26歳、男性。小児期に発症した薄毛、薄毛治療
症例経過:小児期に薄毛が発症し、進行した症例です。友人から薄毛をいじられることがあり、コンプレックスに感じていました。20代からは抜け毛が急激に増え、頭頂部は頭皮が見えるまでに進行したために、仙台中央クリニックに御相談いただきました。頭頂部および前頭部に薄毛領域が認められ、小児期の薄毛に効果的と考えられるハーグ療法を開始しました。治療開始後、抜け毛が減り、発毛が認められ、頭皮の透けが目立たなくなりました。

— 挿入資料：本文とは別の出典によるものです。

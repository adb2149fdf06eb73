//! # TinyRTU Core Library
//!
//! A MODBUS RTU slave engine for half-duplex (RS-485) serial links.

#![warn(missing_docs)]
#![cfg_attr(docsrs, feature(doc_cfg))]

//!
//! This library provides:
//! - Silence-delimited frame assembly driven by byte and timer events
//! - CRC-16/MODBUS validation and generation
//! - Read Holding Registers (0x03) and Write Multiple Registers (0x10)
//! - A fixed holding register window with address/index mapping
//! - Reply transmission with direction-line turnaround guards
//!
//! ## Example
//!
//! ```rust,ignore
//! use tinyrtu_core::{serial::SerialBus, RtuSlave, SlaveConfig, StdDelay};
//!
//! let config: SlaveConfig = serde_json::from_str(&std::fs::read_to_string("slave.json")?)?;
//! let mut bus = SerialBus::open(&config.line, config.timing())?;
//! let slave = RtuSlave::from_config(&config, bus.line(), Box::new(StdDelay))?;
//! bus.start(slave.events())?;
//!
//! loop {
//!     let affected = slave.poll()?;
//!     for change in slave.changes(&affected) {
//!         println!("{} = {}", change.address, change.value);
//!     }
//! }
//! ```

pub mod config;
pub mod error;
pub mod events;
pub mod frame;
pub mod loopback;
pub mod protocol;
pub mod registers;
pub mod serial;
pub mod slave;
pub mod timing;
pub mod transmit;

pub use config::{LineConfig, SlaveConfig};
pub use error::SlaveError;
pub use events::SlaveEvents;
pub use protocol::{AffectedRegisters, Discard, FunctionCode, Operation};
pub use registers::{RegisterStore, RegisterWindow};
pub use slave::{RegisterChange, RtuSlave, SlaveStats};
pub use timing::{Delay, LineTiming, StdDelay};
pub use transmit::{LineDirection, SerialLine};

/// Re-export commonly used types
pub mod prelude {
    pub use crate::config::{LineConfig, SlaveConfig};
    pub use crate::error::SlaveError;
    pub use crate::events::SlaveEvents;
    pub use crate::protocol::{AffectedRegisters, Operation};
    pub use crate::registers::RegisterWindow;
    pub use crate::slave::{RegisterChange, RtuSlave};
    pub use crate::timing::{Delay, LineTiming, StdDelay};
    pub use crate::transmit::{LineDirection, SerialLine};
}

症例解説:薄毛が小児期から現れ、重症化することがあります。遺伝やストレス、自己免疫異常、ホルモンバランスの崩れなどが起因していると推測されています。薄毛が進行する場合には治療を講じることが重要です。ハーグ療法が開発され、小児期に発症した薄毛に対して効果が知られるようになっています。治療と伴に、抜け毛が減少して毛髪の再生が認められます。早期治療を行ったケースで高い治療効果を認めることが多く、早期診断、早期治療が重要です。注射する際に痛みのリスクがあります。